* **EXERCISE OBJECTIVE**:
Take each line of the listing that has the string "details" and report it.

* **RECORD SET**:
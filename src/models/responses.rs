use chrono::{DateTime, Utc};
use serde::{Deserialize, Serialize};
use serde_json::Value;
use utoipa::ToSchema;

use super::QuizType;

/// Text recognised from an uploaded image
#[derive(Debug, Clone, Serialize, Deserialize, ToSchema)]
pub struct ExtractResponse {
    pub success: bool,
    pub text: String,
    #[serde(default)]
    pub filename: Option<String>,
    #[serde(default)]
    pub word_count: usize,
}

#[derive(Debug, Clone, Serialize, Deserialize, ToSchema)]
pub struct TranscriptionResponse {
    pub success: bool,
    pub text: String,
    pub filename: String,
    pub word_count: usize,
}

#[derive(Debug, Clone, Serialize, Deserialize, ToSchema)]
pub struct QuizResponse {
    pub success: bool,
    pub quiz_type: QuizType,
    #[schema(value_type = Vec<Object>)]
    pub quiz: Vec<Value>,
}

#[derive(Debug, Clone, Default, Serialize, Deserialize, ToSchema)]
pub struct ContentResponse {
    pub success: bool,
    #[serde(skip_serializing_if = "Option::is_none")]
    pub summary: Option<String>,
    #[serde(skip_serializing_if = "Option::is_none")]
    #[schema(value_type = Option<Vec<Object>>)]
    pub flashcards: Option<Vec<Value>>,
    #[serde(skip_serializing_if = "Option::is_none")]
    #[schema(value_type = Option<Vec<Object>>)]
    pub quiz: Option<Vec<Value>>,
}

#[derive(Debug, Clone, Serialize, Deserialize, ToSchema)]
pub struct SpeechResponse {
    pub success: bool,
    /// Base64-encoded audio
    pub audio: String,
    pub content_type: String,
    pub engine: String,
}

/// Health of one downstream dependency
#[derive(Debug, Clone, PartialEq, Eq, Serialize, Deserialize, ToSchema)]
pub struct DependencyHealth {
    pub status: DependencyStatus,
    #[serde(skip_serializing_if = "Option::is_none")]
    pub details: Option<String>,
}

#[derive(Debug, Clone, Copy, PartialEq, Eq, Serialize, Deserialize, ToSchema)]
#[serde(rename_all = "snake_case")]
pub enum DependencyStatus {
    Healthy,
    Unhealthy,
    Unreachable,
}

impl DependencyHealth {
    pub fn healthy() -> Self {
        Self { status: DependencyStatus::Healthy, details: None }
    }

    pub fn unhealthy(details: impl Into<String>) -> Self {
        Self { status: DependencyStatus::Unhealthy, details: Some(details.into()) }
    }

    pub fn unreachable(details: impl Into<String>) -> Self {
        Self { status: DependencyStatus::Unreachable, details: Some(details.into()) }
    }

    pub fn is_healthy(&self) -> bool {
        self.status == DependencyStatus::Healthy
    }
}

#[derive(Debug, Clone, Serialize, Deserialize, ToSchema)]
pub struct ServicesHealth {
    pub ocr: DependencyHealth,
    pub llm: DependencyHealth,
}

/// Aggregated `/health` body for the gateway and the backend
#[derive(Debug, Clone, Serialize, Deserialize, ToSchema)]
pub struct HealthResponse {
    /// `healthy` when every dependency is, otherwise `degraded`
    pub status: String,
    pub services: ServicesHealth,
    pub timestamp: DateTime<Utc>,
}

impl HealthResponse {
    pub fn from_services(services: ServicesHealth) -> Self {
        let status = if services.ocr.is_healthy() && services.llm.is_healthy() {
            "healthy"
        } else {
            "degraded"
        };
        Self {
            status: status.to_string(),
            services,
            timestamp: Utc::now(),
        }
    }
}

/// `/health` body of the OCR microservice
#[derive(Debug, Clone, Serialize, Deserialize, ToSchema)]
pub struct OcrHealthResponse {
    pub status: String,
    pub engine: String,
    #[serde(skip_serializing_if = "Option::is_none")]
    pub version: Option<String>,
    pub languages: Vec<String>,
    #[serde(skip_serializing_if = "Option::is_none")]
    pub details: Option<String>,
}

#[derive(Debug, Clone, Serialize, Deserialize, ToSchema)]
pub struct ServiceInfo {
    pub service: String,
    pub version: String,
    pub status: String,
}

/// Banner served by the backend at `/`
#[derive(Debug, Clone, Serialize, Deserialize, ToSchema)]
pub struct RootResponse {
    pub message: String,
    pub status: String,
    pub version: String,
}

* **TASK RESULT**:
    pub details: Option<String>,
        Self { status: DependencyStatus::Healthy, details: None }
    pub fn unhealthy(details: impl Into<String>) -> Self {
        Self { status: DependencyStatus::Unhealthy, details: Some(details.into()) }
    pub fn unreachable(details: impl Into<String>) -> Self {
        Self { status: DependencyStatus::Unreachable, details: Some(details.into()) }
    pub details: Option<String>,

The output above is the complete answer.